Several limitations were considered during this study. Firstly, we used all-cause mortality and not exposure to excessive natural heat (ICD-10 code X30). Although using heat-specific death would increase reliability of results, heat-related deaths are often misclassified as deaths due to heart attacks, cardiovascular disease, and respiratory disease (Basu and Samet 2002). According to the mortality dataset, there were about 10 deaths per year recorded as being heat-related across South Africa from 1997 to 2013 which suggests gross underreporting (Stats SA 2014). The study also did not account for air pollution (particles, ozone, nitrogen dioxide, sulfur dioxide, and carbon monoxide), rainfall, or humidity which are potential confounder of the temperature–mortality relationship. High temperatures have been associated with increased levels of air pollution which also increases risk of mortality (Hu et al. 2022). Therefore, our results could have potentially overestimated the effect of heat on mortality due to the lack of adjustment for air pollution variables. Lastly, our study used mortality as a health outcome; however, hospitalizations (including emergency department visits) and ambulance callouts have been found to capture heat-related health outcomes more accurately (Bishop-Williams et al. 2015; Li et al. 2015). Unfortunately, these data are difficult to obtain for South Africa due to controlled access to data, the slow pace of migration from hard copy record keeping to computerized records, and challenges with data quality.

Conclusions

Effective and efficient HHWS require that threshold values be informed by epidemiological studies assessing temperature–mortality relationship. The results of our analysis suggest that the development and implementation of HHWS should be country specific, taking the local climate into account in order to reduce heat-related mortality and morbidity.

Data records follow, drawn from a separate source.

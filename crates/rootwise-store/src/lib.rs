//! RootWise-Store: Backend Ports for RootWise
//!
//! This crate provides the persistence and session layer consumed by the
//! RootWise core. It defines the collaborator interfaces and ships two
//! families of implementations.
//!
//! ## Layer 0 - Data/Persistence
//!
//! Focus: typed boundaries, validated payloads, and query semantics.
//!
//! ## Key Components
//!
//! - `DocumentStore`, `BlobStore`, `SessionService`, `PreferenceStore`: the ports
//! - `fakes`: in-memory implementations used by tests and offline runs
//! - `AppwriteClient`: REST adapter for the hosted backend

pub mod appwrite;
mod error;
pub mod fakes;
pub mod storage_traits;

pub use appwrite::{AppwriteClient, AppwriteConfig, LoginToken};
pub use error::StorageError;
pub use storage_traits::{
    BlobStore, BlobUpload, Document, DocumentStore, NewDocumentId, PreferenceStore, Query,
    SessionService, StorageResult, UserIdentity, CREATED_AT, DOCUMENT_ID,
};
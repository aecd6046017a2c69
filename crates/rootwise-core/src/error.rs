//! Error taxonomy for the RootWise core.

use rootwise_store::StorageError;

/// Core errors.
///
/// `PermissionDenied` and `Validation` are handled where they occur and
/// never reach the network. `Network`, `Server` and `Persistence` revert
/// the pipeline one stage. `Auth` degrades reads and fails writes.
#[derive(Debug, Clone, PartialEq, Eq, thiserror::Error)]
pub enum CoreError {
    #[error("permission denied: {0}")]
    PermissionDenied(String),

    #[error("{0}")]
    Validation(String),

    #[error("network error: {0}")]
    Network(String),

    #[error("server returned {status}: {reason}")]
    Server { status: u16, reason: String },

    #[error("persistence error: {0}")]
    Persistence(String),

    #[error("authentication required: {0}")]
    Auth(String),

    #[error("malformed response: {0}")]
    MalformedResponse(String),

    #[error("not found: {0}")]
    NotFound(String),

    #[error("media unreadable: {0}")]
    MediaUnreadable(String),
}

impl CoreError {
    pub fn is_auth(&self) -> bool {
        matches!(self, CoreError::Auth(_))
    }

    /// Map a failed write. Anything but a missing session is a persistence failure.
    pub fn from_write(err: StorageError) -> Self {
        match err {
            StorageError::Unauthorized(msg) => CoreError::Auth(msg),
            other => CoreError::Persistence(other.to_string()),
        }
    }
}

impl From<StorageError> for CoreError {
    fn from(err: StorageError) -> Self {
        match err {
            StorageError::Unauthorized(msg) => CoreError::Auth(msg),
            StorageError::NotFound { resource } => CoreError::NotFound(resource),
            StorageError::Transport(msg) => CoreError::Network(msg),
            StorageError::Decode(msg) => CoreError::MalformedResponse(msg),
            StorageError::Http { status, body } => CoreError::Server {
                status,
                reason: body,
            },
            other => CoreError::Persistence(other.to_string()),
        }
    }
}

/// Result type for core operations.
pub type CoreResult<T> = std::result::Result<T, CoreError>;

/// Treat a missing session on a read as "no data yet".
pub fn degrade_auth<T: Default>(result: CoreResult<T>) -> CoreResult<T> {
    match result {
        Err(CoreError::Auth(msg)) => {
            tracing::warn!(reason = %msg, "read without session, returning empty result");
            Ok(T::default())
        }
        other => other,
    }
}
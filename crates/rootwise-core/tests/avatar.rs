//! Avatar replacement through the preference store.

mod common;

use std::sync::{Arc, Mutex};

use async_trait::async_trait;
use common::Harness;
use rootwise_core::{
    AvatarService, CoreError, FileMediaDevice, GalleryOptions, MediaSource, AVATAR_PREF,
};
use rootwise_store::fakes::MemoryBlobStore;
use rootwise_store::{BlobStore, BlobUpload, PreferenceStore, StorageResult};

/// Preference store noting, at each write, whether a watched blob still exists.
struct WatchingPrefs {
    blobs: Arc<MemoryBlobStore>,
    watched: &'static str,
    blob_present_at_write: Mutex<Vec<bool>>,
}

#[async_trait]
impl PreferenceStore for WatchingPrefs {
    async fn get(&self, _key: &str) -> StorageResult<Option<String>> {
        Ok(None)
    }

    async fn set(&self, _key: &str, _value: &str) -> StorageResult<()> {
        let present = self.blobs.contains("images", self.watched);
        self.blob_present_at_write.lock().unwrap().push(present);
        Ok(())
    }
}

fn upload(name: &str) -> BlobUpload {
    BlobUpload {
        filename: name.into(),
        mime_type: "image/jpeg".into(),
        bytes: vec![1, 2, 3],
    }
}

#[tokio::test]
async fn previous_avatar_blob_is_deleted_before_update() {
    let h = Harness::signed_in().await;
    h.blobs.put("images", "old-avatar", upload("old.jpg")).await.unwrap();
    let old_url = h.ctx.urls().file_view("images", "old-avatar");
    h.prefs.set(AVATAR_PREF, &old_url).await.unwrap();

    let avatars = h.ctx.avatars();
    avatars
        .update_avatar("https://img.test/new.jpg", Some(&old_url))
        .await
        .unwrap();

    assert!(!h.blobs.contains("images", "old-avatar"));
    assert_eq!(h.blobs.delete_calls(), 1);
    assert_eq!(
        avatars.current_avatar().await.unwrap().as_deref(),
        Some("https://img.test/new.jpg")
    );
}

#[tokio::test]
async fn old_blob_is_gone_when_new_url_is_written() {
    let h = Harness::signed_in().await;
    h.blobs.put("images", "old-avatar", upload("old.jpg")).await.unwrap();
    let old_url = h.ctx.urls().file_view("images", "old-avatar");

    let prefs = Arc::new(WatchingPrefs {
        blobs: h.blobs.clone(),
        watched: "old-avatar",
        blob_present_at_write: Mutex::default(),
    });
    let avatars = AvatarService::new(
        h.session.clone(),
        prefs.clone(),
        h.ctx.persistence().clone(),
        h.ctx.urls().clone(),
    );
    avatars
        .update_avatar("https://img.test/new.jpg", Some(&old_url))
        .await
        .unwrap();

    assert_eq!(*prefs.blob_present_at_write.lock().unwrap(), vec![false]);
}

#[tokio::test]
async fn failed_delete_keeps_previous_avatar() {
    let h = Harness::signed_in().await;
    let old_url = h.ctx.urls().file_view("images", "never-uploaded");
    h.prefs.set(AVATAR_PREF, &old_url).await.unwrap();

    let err = h
        .ctx
        .avatars()
        .update_avatar("https://img.test/new.jpg", Some(&old_url))
        .await
        .unwrap_err();

    assert!(matches!(err, CoreError::Persistence(_)));
    assert_eq!(h.blobs.delete_calls(), 1);
    assert_eq!(h.prefs.get(AVATAR_PREF).await.unwrap(), Some(old_url));
}

#[tokio::test]
async fn replace_removes_upload_when_update_fails() {
    let h = Harness::signed_in().await;
    let dir = tempfile::tempdir().unwrap();
    let path = dir.path().join("me.png");
    tokio::fs::write(&path, b"png-bytes").await.unwrap();
    let old_url = h.ctx.urls().file_view("images", "never-uploaded");

    let source = MediaSource::gallery(
        Arc::new(FileMediaDevice::new(&path)),
        GalleryOptions::square_crop(),
    );
    let result = h.ctx.avatars().replace_avatar(&source, Some(&old_url)).await;

    assert!(result.is_err());
    assert!(h.blobs.is_empty());
    assert_eq!(h.prefs.get(AVATAR_PREF).await.unwrap(), None);
}

#[tokio::test]
async fn absent_previous_avatar_deletes_nothing() {
    let h = Harness::signed_in().await;
    let avatars = h.ctx.avatars();

    avatars.update_avatar("https://img.test/a.jpg", None).await.unwrap();
    avatars.update_avatar("https://img.test/b.jpg", Some("")).await.unwrap();

    assert_eq!(h.blobs.delete_calls(), 0);
    assert_eq!(
        h.prefs.get(AVATAR_PREF).await.unwrap().as_deref(),
        Some("https://img.test/b.jpg")
    );
}

#[tokio::test]
async fn signed_out_user_has_no_avatar_and_cannot_update() {
    let h = Harness::signed_out().await;
    h.prefs.set(AVATAR_PREF, "https://img.test/stale.jpg").await.unwrap();
    let avatars = h.ctx.avatars();

    assert_eq!(avatars.current_avatar().await.unwrap(), None);
    let err = avatars
        .update_avatar("https://img.test/new.jpg", None)
        .await
        .unwrap_err();
    assert!(matches!(err, CoreError::Auth(_)));
}

#[tokio::test]
async fn replace_avatar_uploads_picked_image() {
    let h = Harness::signed_in().await;
    let dir = tempfile::tempdir().unwrap();
    let path = dir.path().join("me.png");
    tokio::fs::write(&path, b"png-bytes").await.unwrap();

    let source = MediaSource::gallery(
        Arc::new(FileMediaDevice::new(&path)),
        GalleryOptions::square_crop(),
    );
    let url = h
        .ctx
        .avatars()
        .replace_avatar(&source, None)
        .await
        .unwrap()
        .expect("new avatar url");

    let blob_id = rootwise_core::blob_id_from_url(&url).unwrap();
    let stored = h.blobs.file("images", blob_id).unwrap();
    assert_eq!(stored.mime_type, "image/png");
    assert_eq!(stored.bytes, b"png-bytes");
    assert_eq!(h.prefs.get(AVATAR_PREF).await.unwrap(), Some(url));
}

#[tokio::test]
async fn cancelled_pick_changes_nothing() {
    let h = Harness::signed_in().await;
    let source = MediaSource::gallery(
        Arc::new(FileMediaDevice::cancelled()),
        GalleryOptions::square_crop(),
    );
    assert_eq!(h.ctx.avatars().replace_avatar(&source, None).await.unwrap(), None);
    assert!(h.blobs.is_empty());
    assert_eq!(h.prefs.get(AVATAR_PREF).await.unwrap(), None);
}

This study investigated which temperature index (maximum and minimum temperature or a combination of both) has the potential to be incorporated into a HHWS design that takes associations with a health outcome (in this case, mortality) into consideration. Maximum temperature was the most robust predictor of all-cause mortality, and thresholds varied across the country depending on the local climate. Based on the findings, this study recommends a HHWS incorporating district-level maximum temperature thresholds to issue heat alerts.